(SUPPLIED INFORMATION)

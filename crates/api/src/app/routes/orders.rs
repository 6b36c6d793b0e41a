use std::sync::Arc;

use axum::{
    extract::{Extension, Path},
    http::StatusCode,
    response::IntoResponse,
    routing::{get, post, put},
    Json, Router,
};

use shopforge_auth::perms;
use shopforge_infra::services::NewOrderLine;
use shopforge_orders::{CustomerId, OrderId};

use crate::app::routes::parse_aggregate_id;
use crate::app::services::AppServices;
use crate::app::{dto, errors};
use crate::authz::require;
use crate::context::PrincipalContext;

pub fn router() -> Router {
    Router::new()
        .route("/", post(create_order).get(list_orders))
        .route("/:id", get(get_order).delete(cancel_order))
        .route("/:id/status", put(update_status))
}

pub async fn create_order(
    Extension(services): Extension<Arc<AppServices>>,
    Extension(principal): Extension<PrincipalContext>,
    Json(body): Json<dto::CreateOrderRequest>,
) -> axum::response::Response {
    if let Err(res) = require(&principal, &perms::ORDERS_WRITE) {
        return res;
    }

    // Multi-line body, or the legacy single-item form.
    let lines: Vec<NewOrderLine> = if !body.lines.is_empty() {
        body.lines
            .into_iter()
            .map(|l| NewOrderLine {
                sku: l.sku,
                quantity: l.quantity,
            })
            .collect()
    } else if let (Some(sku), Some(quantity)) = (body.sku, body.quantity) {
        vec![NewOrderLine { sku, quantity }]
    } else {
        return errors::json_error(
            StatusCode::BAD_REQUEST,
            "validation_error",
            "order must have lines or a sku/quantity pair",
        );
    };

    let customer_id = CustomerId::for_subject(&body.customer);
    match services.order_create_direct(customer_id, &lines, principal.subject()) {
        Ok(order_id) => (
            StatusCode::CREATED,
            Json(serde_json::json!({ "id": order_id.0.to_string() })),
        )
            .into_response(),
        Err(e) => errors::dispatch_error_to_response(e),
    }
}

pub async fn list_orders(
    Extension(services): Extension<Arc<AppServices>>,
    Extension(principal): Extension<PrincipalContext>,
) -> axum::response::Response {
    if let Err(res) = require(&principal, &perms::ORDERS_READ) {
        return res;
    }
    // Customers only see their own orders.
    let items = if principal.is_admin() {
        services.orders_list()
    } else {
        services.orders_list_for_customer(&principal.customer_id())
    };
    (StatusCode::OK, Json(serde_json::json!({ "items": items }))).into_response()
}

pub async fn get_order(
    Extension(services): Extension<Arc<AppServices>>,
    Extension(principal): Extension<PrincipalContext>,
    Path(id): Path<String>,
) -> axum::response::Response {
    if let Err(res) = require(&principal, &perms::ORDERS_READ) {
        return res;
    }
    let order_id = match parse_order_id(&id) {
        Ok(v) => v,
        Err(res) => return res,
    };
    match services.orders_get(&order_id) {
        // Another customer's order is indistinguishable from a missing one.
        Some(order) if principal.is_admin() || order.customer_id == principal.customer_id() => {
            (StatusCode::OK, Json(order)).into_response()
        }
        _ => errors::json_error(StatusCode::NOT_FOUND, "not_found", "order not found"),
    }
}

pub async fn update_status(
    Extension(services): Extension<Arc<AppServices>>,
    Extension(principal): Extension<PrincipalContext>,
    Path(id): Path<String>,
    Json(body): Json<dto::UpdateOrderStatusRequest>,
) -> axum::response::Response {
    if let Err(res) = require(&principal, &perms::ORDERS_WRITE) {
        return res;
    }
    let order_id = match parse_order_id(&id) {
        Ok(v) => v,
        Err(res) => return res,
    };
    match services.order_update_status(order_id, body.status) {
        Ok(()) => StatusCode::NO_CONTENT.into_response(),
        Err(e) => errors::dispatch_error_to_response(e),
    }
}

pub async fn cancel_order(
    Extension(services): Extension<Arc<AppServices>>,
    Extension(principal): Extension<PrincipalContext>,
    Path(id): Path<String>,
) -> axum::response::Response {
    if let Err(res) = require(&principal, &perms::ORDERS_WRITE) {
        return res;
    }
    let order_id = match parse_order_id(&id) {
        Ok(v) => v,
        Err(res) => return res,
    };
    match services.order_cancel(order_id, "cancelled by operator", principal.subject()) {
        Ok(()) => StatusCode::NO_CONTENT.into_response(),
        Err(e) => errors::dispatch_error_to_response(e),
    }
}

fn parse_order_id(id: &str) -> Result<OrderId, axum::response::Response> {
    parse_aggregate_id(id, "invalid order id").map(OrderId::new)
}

(End SUPPLIED INFORMATION)

■ **YOUR ASSIGNMENT**: Among the entries above, which lines include "async"? List them all.

■ **ANSWER BOX**:
pub async fn create_order(
pub async fn list_orders(
pub async fn get_order(
pub async fn update_status(
pub async fn cancel_order(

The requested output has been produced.